- _REQUIREMENT_
Your task is to return the data below, word for word.

- _SUPPLIED ENTRIES_
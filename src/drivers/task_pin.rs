//! Core-pinned thread spawning for ESP32-S3 dual-core.
//!
//! Wraps `esp_pthread_set_cfg()` so that `std::thread::spawn` creates a
//! FreeRTOS task pinned to a specific CPU core with explicit priority
//! and stack size. On non-ESP targets, falls back to plain thread spawn.
//!
//! `esp_pthread_set_cfg()` sets thread-local configuration that applies to
//! the *next* `pthread_create()` call from the calling thread, so the
//! config→spawn pair must not be interleaved with other thread creation.

use std::io;
use std::thread::JoinHandle;

/// CPU core identifiers for the ESP32-S3 Xtensa LX7 dual-core.
#[derive(Debug, Clone, Copy, PartialEq, Eq)]
#[repr(i32)]
pub enum Core {
    /// Core 0 (PRO_CPU): WiFi, lwIP, the MQTT event pump.
    Pro = 0,
    /// Core 1 (APP_CPU): HTTP server and the frame loop.
    App = 1,
}

/// Spawn a thread pinned to `core` with explicit priority and stack.
///
/// `name` must be null-terminated (e.g. `"mqtt-rx\0"`).
#[cfg(target_os = "espidf")]
pub fn spawn_on_core<F>(
    core: Core,
    priority: u8,
    stack_kb: usize,
    name: &'static str,
    f: F,
) -> io::Result<JoinHandle<()>>
where
    F: FnOnce() + Send + 'static,
{
    use esp_idf_svc::sys;

    // SAFETY: the config struct outlives the call and `name` is 'static.
    let ret = unsafe {
        let mut cfg = sys::esp_create_default_pthread_config();
        cfg.pin_to_core = core as i32;
        cfg.prio = priority as i32;
        cfg.stack_size = (stack_kb * 1024) as _;
        cfg.thread_name = name.as_ptr() as *const _;
        sys::esp_pthread_set_cfg(&cfg)
    };
    if ret != sys::ESP_OK as i32 {
        return Err(io::Error::other(format!("esp_pthread_set_cfg failed: {ret}")));
    }

    let display_name = name.trim_end_matches('\0');
    log::info!(
        "Spawning '{}' on {:?} (pri={}, stack={}KB)",
        display_name,
        core,
        priority,
        stack_kb
    );

    std::thread::Builder::new()
        .name(display_name.into())
        .spawn(f)
}

/// Simulation fallback: ignores core affinity and priority.
#[cfg(not(target_os = "espidf"))]
pub fn spawn_on_core<F>(
    _core: Core,
    _priority: u8,
    stack_kb: usize,
    name: &'static str,
    f: F,
) -> io::Result<JoinHandle<()>>
where
    F: FnOnce() + Send + 'static,
{
    let display_name = name.trim_end_matches('\0');
    log::info!(
        "Spawning '{}' (sim, no core pinning, stack={}KB)",
        display_name,
        stack_kb
    );

    std::thread::Builder::new()
        .name(display_name.into())
        .stack_size(stack_kb * 1024)
        .spawn(f)
}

- _PROBLEM SOLUTION_
filename src/drivers/task_pin.rs
//! Core-pinned thread spawning for ESP32-S3 dual-core.
//!
//! Wraps `esp_pthread_set_cfg()` so that `std::thread::spawn` creates a
//! FreeRTOS task pinned to a specific CPU core with explicit priority
//! and stack size. On non-ESP targets, falls back to plain thread spawn.
//!
//! `esp_pthread_set_cfg()` sets thread-local configuration that applies to
//! the *next* `pthread_create()` call from the calling thread, so the
//! config→spawn pair must not be interleaved with other thread creation.

use std::io;
use std::thread::JoinHandle;

/// CPU core identifiers for the ESP32-S3 Xtensa LX7 dual-core.
#[derive(Debug, Clone, Copy, PartialEq, Eq)]
#[repr(i32)]
pub enum Core {
    /// Core 0 (PRO_CPU): WiFi, lwIP, the MQTT event pump.
    Pro = 0,
    /// Core 1 (APP_CPU): HTTP server and the frame loop.
    App = 1,
}

/// Spawn a thread pinned to `core` with explicit priority and stack.
///
/// `name` must be null-terminated (e.g. `"mqtt-rx\0"`).
#[cfg(target_os = "espidf")]
pub fn spawn_on_core<F>(
    core: Core,
    priority: u8,
    stack_kb: usize,
    name: &'static str,
    f: F,
) -> io::Result<JoinHandle<()>>
where
    F: FnOnce() + Send + 'static,
{
    use esp_idf_svc::sys;

    // SAFETY: the config struct outlives the call and `name` is 'static.
    let ret = unsafe {
        let mut cfg = sys::esp_create_default_pthread_config();
        cfg.pin_to_core = core as i32;
        cfg.prio = priority as i32;
        cfg.stack_size = (stack_kb * 1024) as _;
        cfg.thread_name = name.as_ptr() as *const _;
        sys::esp_pthread_set_cfg(&cfg)
    };
    if ret != sys::ESP_OK as i32 {
        return Err(io::Error::other(format!("esp_pthread_set_cfg failed: {ret}")));
    }

    let display_name = name.trim_end_matches('\0');
    log::info!(
        "Spawning '{}' on {:?} (pri={}, stack={}KB)",
        display_name,
        core,
        priority,
        stack_kb
    );

    std::thread::Builder::new()
        .name(display_name.into())
        .spawn(f)
}

/// Simulation fallback: ignores core affinity and priority.
#[cfg(not(target_os = "espidf"))]
pub fn spawn_on_core<F>(
    _core: Core,
    _priority: u8,
    stack_kb: usize,
    name: &'static str,
    f: F,
) -> io::Result<JoinHandle<()>>
where
    F: FnOnce() + Send + 'static,
{
    let display_name = name.trim_end_matches('\0');
    log::info!(
        "Spawning '{}' (sim, no core pinning, stack={}KB)",
        display_name,
        stack_kb
    );

    std::thread::Builder::new()
        .name(display_name.into())
        .stack_size(stack_kb * 1024)
        .spawn(f)
}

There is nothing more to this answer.